— Data listing —
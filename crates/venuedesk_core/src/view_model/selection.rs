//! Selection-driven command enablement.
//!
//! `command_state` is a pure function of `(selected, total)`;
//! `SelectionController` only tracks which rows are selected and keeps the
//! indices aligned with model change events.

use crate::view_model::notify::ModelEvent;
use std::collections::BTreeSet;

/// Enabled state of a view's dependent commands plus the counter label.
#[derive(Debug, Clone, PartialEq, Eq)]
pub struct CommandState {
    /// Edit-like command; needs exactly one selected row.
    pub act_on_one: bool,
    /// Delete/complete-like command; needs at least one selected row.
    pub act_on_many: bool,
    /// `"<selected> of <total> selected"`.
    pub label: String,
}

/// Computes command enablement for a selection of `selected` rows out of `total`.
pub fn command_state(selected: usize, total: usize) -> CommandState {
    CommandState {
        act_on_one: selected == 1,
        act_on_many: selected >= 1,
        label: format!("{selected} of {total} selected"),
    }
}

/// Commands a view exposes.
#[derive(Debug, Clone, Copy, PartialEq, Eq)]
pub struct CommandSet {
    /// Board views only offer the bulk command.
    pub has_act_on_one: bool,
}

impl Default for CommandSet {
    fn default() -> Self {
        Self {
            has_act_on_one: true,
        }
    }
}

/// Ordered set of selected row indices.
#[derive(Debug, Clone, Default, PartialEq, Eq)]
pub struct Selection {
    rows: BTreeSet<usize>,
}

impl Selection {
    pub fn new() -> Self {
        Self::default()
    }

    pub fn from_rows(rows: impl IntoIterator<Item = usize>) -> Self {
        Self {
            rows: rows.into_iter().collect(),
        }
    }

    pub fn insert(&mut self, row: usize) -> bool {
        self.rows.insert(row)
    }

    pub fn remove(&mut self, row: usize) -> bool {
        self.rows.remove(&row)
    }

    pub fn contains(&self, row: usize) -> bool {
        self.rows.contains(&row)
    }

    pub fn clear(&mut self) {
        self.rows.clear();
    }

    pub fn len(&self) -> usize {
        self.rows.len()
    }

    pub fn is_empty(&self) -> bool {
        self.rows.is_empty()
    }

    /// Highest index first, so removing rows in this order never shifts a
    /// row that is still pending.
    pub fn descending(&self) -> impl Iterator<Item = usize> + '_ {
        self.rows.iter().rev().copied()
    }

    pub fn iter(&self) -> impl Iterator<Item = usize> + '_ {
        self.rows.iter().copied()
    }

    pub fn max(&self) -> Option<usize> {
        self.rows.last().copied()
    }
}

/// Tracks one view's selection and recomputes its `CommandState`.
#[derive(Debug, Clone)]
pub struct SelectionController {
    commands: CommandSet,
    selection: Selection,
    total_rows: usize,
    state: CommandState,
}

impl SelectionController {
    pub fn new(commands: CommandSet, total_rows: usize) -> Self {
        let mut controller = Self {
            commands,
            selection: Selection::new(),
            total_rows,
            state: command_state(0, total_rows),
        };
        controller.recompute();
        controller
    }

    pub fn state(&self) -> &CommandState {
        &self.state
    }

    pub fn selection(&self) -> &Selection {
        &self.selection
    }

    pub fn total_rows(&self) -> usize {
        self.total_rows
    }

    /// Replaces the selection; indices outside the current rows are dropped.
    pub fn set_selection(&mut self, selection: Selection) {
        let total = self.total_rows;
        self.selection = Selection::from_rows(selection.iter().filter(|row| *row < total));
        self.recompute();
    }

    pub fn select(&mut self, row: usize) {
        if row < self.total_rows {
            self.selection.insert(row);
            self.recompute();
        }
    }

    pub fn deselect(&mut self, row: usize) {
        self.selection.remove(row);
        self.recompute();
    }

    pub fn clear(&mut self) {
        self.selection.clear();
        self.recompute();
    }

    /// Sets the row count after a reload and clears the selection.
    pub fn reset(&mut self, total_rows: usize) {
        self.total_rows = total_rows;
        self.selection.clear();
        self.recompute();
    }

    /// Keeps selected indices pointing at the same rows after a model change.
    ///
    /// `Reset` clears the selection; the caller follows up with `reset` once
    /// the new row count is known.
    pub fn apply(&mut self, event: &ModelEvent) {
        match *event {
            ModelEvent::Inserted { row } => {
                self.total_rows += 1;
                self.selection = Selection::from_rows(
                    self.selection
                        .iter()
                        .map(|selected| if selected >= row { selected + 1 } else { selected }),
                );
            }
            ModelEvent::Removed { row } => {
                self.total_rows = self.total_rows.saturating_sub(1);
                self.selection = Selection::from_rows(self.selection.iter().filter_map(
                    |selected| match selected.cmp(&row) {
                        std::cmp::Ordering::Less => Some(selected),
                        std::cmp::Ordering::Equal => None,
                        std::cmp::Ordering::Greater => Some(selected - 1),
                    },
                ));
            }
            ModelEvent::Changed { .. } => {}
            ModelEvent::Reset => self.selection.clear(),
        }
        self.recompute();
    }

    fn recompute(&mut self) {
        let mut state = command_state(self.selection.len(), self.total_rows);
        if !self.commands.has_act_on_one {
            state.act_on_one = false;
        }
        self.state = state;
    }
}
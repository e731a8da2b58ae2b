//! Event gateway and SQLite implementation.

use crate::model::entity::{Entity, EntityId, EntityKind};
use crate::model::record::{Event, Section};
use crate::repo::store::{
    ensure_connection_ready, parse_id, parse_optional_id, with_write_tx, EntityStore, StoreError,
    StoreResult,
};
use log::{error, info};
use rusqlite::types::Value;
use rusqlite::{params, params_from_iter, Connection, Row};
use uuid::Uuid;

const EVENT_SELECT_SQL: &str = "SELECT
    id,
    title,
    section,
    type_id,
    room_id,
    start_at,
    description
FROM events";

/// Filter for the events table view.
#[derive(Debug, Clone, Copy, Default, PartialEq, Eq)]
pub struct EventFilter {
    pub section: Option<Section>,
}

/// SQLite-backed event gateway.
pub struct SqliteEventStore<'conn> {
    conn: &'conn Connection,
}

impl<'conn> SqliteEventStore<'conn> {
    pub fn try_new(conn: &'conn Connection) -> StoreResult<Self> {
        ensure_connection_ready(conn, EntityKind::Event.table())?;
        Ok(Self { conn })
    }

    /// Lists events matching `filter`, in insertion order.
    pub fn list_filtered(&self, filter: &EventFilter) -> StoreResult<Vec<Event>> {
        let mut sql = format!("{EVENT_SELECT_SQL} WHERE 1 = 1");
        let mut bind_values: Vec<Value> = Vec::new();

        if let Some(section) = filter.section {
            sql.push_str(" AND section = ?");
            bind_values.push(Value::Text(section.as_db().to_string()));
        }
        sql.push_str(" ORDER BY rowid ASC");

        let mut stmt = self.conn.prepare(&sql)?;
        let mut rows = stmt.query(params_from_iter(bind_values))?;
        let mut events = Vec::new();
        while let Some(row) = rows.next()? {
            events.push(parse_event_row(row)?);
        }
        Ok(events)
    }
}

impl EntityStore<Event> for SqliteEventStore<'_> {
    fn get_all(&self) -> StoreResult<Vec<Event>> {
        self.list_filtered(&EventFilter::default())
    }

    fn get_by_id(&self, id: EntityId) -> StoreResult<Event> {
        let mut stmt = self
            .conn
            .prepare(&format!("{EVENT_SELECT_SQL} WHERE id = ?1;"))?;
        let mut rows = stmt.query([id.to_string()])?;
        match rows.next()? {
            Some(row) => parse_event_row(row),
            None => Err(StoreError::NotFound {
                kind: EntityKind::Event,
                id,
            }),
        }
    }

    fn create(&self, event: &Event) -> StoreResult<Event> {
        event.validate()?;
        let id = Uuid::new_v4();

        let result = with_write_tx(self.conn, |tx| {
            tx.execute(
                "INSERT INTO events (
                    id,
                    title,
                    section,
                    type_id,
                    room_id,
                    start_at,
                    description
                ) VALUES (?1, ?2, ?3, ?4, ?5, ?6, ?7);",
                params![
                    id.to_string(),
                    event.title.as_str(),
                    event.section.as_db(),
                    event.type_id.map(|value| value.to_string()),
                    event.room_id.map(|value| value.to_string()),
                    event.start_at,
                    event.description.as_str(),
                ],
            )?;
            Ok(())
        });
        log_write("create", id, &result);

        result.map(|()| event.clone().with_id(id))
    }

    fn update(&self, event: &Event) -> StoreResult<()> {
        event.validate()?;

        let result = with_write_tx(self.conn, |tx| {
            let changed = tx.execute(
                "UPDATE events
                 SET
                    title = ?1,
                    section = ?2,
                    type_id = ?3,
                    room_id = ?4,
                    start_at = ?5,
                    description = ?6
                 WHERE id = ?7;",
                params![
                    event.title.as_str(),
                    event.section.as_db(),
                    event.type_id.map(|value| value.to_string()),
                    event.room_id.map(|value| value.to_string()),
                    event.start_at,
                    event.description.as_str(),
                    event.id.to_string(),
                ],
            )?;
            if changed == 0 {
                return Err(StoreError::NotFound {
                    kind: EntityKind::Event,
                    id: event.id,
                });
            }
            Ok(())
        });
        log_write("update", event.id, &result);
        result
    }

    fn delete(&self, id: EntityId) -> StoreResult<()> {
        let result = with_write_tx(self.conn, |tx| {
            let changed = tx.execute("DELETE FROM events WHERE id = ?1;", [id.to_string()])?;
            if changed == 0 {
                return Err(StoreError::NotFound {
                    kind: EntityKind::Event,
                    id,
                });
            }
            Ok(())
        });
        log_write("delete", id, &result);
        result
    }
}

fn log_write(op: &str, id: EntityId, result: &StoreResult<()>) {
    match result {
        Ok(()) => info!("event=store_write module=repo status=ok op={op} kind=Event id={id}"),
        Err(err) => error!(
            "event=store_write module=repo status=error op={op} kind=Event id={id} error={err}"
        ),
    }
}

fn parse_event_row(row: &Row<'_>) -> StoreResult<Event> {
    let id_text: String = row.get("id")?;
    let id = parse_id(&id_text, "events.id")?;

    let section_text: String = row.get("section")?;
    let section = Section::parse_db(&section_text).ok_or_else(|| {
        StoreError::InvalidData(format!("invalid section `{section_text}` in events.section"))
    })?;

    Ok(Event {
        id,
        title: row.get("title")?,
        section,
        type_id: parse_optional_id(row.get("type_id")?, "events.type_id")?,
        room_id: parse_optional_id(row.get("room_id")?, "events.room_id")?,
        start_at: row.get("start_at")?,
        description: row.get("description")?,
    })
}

— Activity —
Lines holding the string "status": find them in the listing above and copy each one.

— Solution to this exercise —
        Ok(()) => info!("event=store_write module=repo status=ok op={op} kind=Event id={id}"),
            "event=store_write module=repo status=error op={op} kind=Event id={id} error={err}"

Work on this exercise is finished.